Voilà qu’après une année off due au COVID (2020), puis une annulation de dernière minute (de mon côté) de cette « édition de reprise » (elle eut lieu en juillet 2021 et non en mai, autant dire que ce fut une vraie fausse édition, je me rassure comme je peux d’avoir manqué Cannes 2021 !), j’ai pu faire – en ce moi de mai 2022 – mon retour sur la croisette.

Tant attendu et espéré, il m’a profondément remplie de joie d’autant que je célébrais mes 10 ans de festival et mon 40ème anniversaire. L’émotion de ces retrouvailles avec la bulle cannoise à laquelle s’ajoutait celle des souvenirs de ma première fois (en 2012 donc lorsque la grande Marylin soufflait sa bougie sur cette belle affiche en noir et blanc), ont créé un bouillonnement interne qui me fut fort bénéfique.

J’aimerais déjà revenir sur cette bulle cannoise que j’évoquais plus haut. Elle est incroyable et distille des sensations diffuses. Je m’explique.

J’ai à nouveau pu faire l’expérience (car oui vivre le festival de Cannes est une expérience) de ce quotidien fait de cinéma, uniquement de cinéma. Cannes (le Festival) est un monde dans le monde. Plus rien d’autre n’existe lorsque vous êtes à Cannes mais tout existe en même temps, très fort et encore plus puissamment. Cannes est en fait la résonance du monde à la fois fermé sur lui même (à lui seul il représente le cinéma et tout le cinéma) et totalement ouvert sur la vie, les sociétés, les hommes et les femmes qui nous entourent. Il est totalement aux prises avec les réalités d’un monde en mouvement qui sort tout groggy d’une phase immobile imposée par une pandémie qui nous aura tous heurtés de près ou de loin, et qui redécouvre les réalités mortifères de nos limites à tous, nous humains.
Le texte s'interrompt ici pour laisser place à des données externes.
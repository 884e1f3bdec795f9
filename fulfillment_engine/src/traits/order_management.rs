use chrono::NaiveDate;

use crate::{
    db_types::{Cancellation, FulfillmentStatus, NewOrder, Order, OrderItem},
    traits::{CancelOutcome, FulfillmentError, ItemUpdated, ItemsUpdated, PendingConfirmation},
};

/// Order creation and the per-item state machine.
///
/// Every method that changes an item also recomputes the order's status projection, the pickup records and the
/// delivery assignment status in the same transaction.
#[allow(async_fn_in_trait)]
pub trait OrderManagement {
    /// Takes a new order and, in a single atomic transaction:
    /// * reserves one unit of capacity on the order's slot,
    /// * decrements stock for every line, failing with `OutOfStock` if any product cannot cover its quantity,
    /// * snapshots product names and prices onto the items,
    /// * generates the pickup OTP for each vendor and one delivery OTP for the order.
    ///
    /// If any step fails, nothing is written.
    async fn insert_order(&self, order: NewOrder) -> Result<(Order, Vec<OrderItem>), FulfillmentError>;

    async fn fetch_order(&self, order_id: i64) -> Result<Option<Order>, FulfillmentError>;

    async fn fetch_order_by_number(&self, order_number: &str) -> Result<Option<Order>, FulfillmentError>;

    async fn fetch_order_items(&self, order_id: i64) -> Result<Vec<OrderItem>, FulfillmentError>;

    async fn fetch_item(&self, item_id: i64) -> Result<Option<OrderItem>, FulfillmentError>;

    /// Non-pending, non-cancelled orders booked into slots of `sector_id` on `date`.
    async fn fetch_orders_for_sector_date(
        &self,
        sector_id: i64,
        date: NaiveDate,
    ) -> Result<Vec<Order>, FulfillmentError>;

    /// Moves the item from `from` to `to` if, and only if, it is still in `from`. Fails with `Conflict` otherwise.
    /// Validating that `from -> to` is a legal transition is the caller's job.
    async fn transition_item(
        &self,
        item_id: i64,
        from: FulfillmentStatus,
        to: FulfillmentStatus,
    ) -> Result<ItemUpdated, FulfillmentError>;

    /// Moves every item of the order that is in `from` to `to`. Returns the items that moved, which may be none.
    async fn transition_order_items(
        &self,
        order_id: i64,
        from: FulfillmentStatus,
        to: FulfillmentStatus,
    ) -> Result<ItemsUpdated, FulfillmentError>;

    /// Cancels the item if it is still in `from`, restores its stock, and, if that leaves the order with no live items,
    /// releases the slot and cancels the delivery assignment and pickups.
    async fn cancel_item(
        &self,
        item_id: i64,
        from: FulfillmentStatus,
        cancellation: Cancellation,
    ) -> Result<CancelOutcome, FulfillmentError>;

    /// Atomically consumes a pickup OTP: once every item of the order carrying `otp` is `packed` or
    /// `assigned_to_delivery`, all of them become `picked_up` and the code is cleared from them.
    ///
    /// Fails with `InvalidOtp` if no item of the order carries the code, and `InvalidTransition` if items carry it
    /// but some of them are not ready for pickup. Nothing is written in either case.
    async fn consume_pickup_otp(&self, order_id: i64, otp: &str) -> Result<ItemsUpdated, FulfillmentError>;

    /// Atomically consumes the delivery OTP: once every item of the order carrying `otp` is `out_for_delivery`, all of
    /// them become `delivered` and the code is cleared from them. Fails like [`Self::consume_pickup_otp`].
    async fn consume_delivery_otp(&self, order_id: i64, otp: &str) -> Result<ItemsUpdated, FulfillmentError>;

    /// Pending items that have not been escalated yet, with their vendor's confirmation settings.
    async fn fetch_unconfirmed_items(&self) -> Result<Vec<PendingConfirmation>, FulfillmentError>;

    /// Confirms a pending item on the vendor's behalf and flags it as auto-confirmed.
    async fn auto_confirm_item(&self, item_id: i64) -> Result<ItemUpdated, FulfillmentError>;

    /// Flags a pending item as urgent. Returns `None` if the item is no longer pending or was already escalated.
    async fn escalate_item(&self, item_id: i64) -> Result<Option<OrderItem>, FulfillmentError>;

    /// Stores the vendor's notes on an item.
    async fn update_vendor_notes(&self, item_id: i64, notes: &str) -> Result<OrderItem, FulfillmentError>;
}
Alors que nous aurions pu rêver à un monde meilleur, débarrassé de nos habitudes les plus mauvaises, nous découvrons que la guerre est toujours là – et plus proche de nous encore – des hommes, des femmes, des enfants meurent toujours noyés en mer, la barrière entre les riches et les pauvres est encore plus forte… Les inégalités vont bon train et le monde avance bon an mal an.

C’est exactement ce que donne à voir le plus grand festival de cinéma au monde qu’est Cannes. S’il est facile de perdre pied avec la réalité des nouvelles quotidiennes tant on est happé par le quotidien du festival et des films à découvrir chaque jour (clairement la priorité à Cannes), le festival nous emmène justement au coeur de ce qu’il se passe dans le monde, sur notre planète et c’est exactement en cela qu’il résonne si fort. Il est l’écrin du cinéma mondial et le miroir de nos sociétés.

Les films que j’ai vus disent cela. Rapide flashback sur les 6 films que j’ai visionnés, sans grand coup de coeur vibrant mais un vrai et pur plaisir de découverte.

Pamfir présenté à La Quinzaine des réalisateurs

Un film ukrainien qui raconte l’histoire d’un homme broyé par la contrebande.

Lorsque la pauvreté vous mène jusqu’aux bas fonds… Comment rester un homme brave et honnête lorsque l’on franchit les frontières de la légalité. Un film qui mêle tragédie grecque et sens du récit. Sans dire que j’ai été happée, j’ai suivi avec intérêt le parcours semé d’embuches de cet homme qui tente de faire de son fils… un Homme. Un Homme combatif, mais éduqué et capable de discernement. Pour mieux faire face à l’adversité. Un film qui nous donne à voir la vie et le quotidien dans une contrée reculée d’une Ukraine en proie à la violence.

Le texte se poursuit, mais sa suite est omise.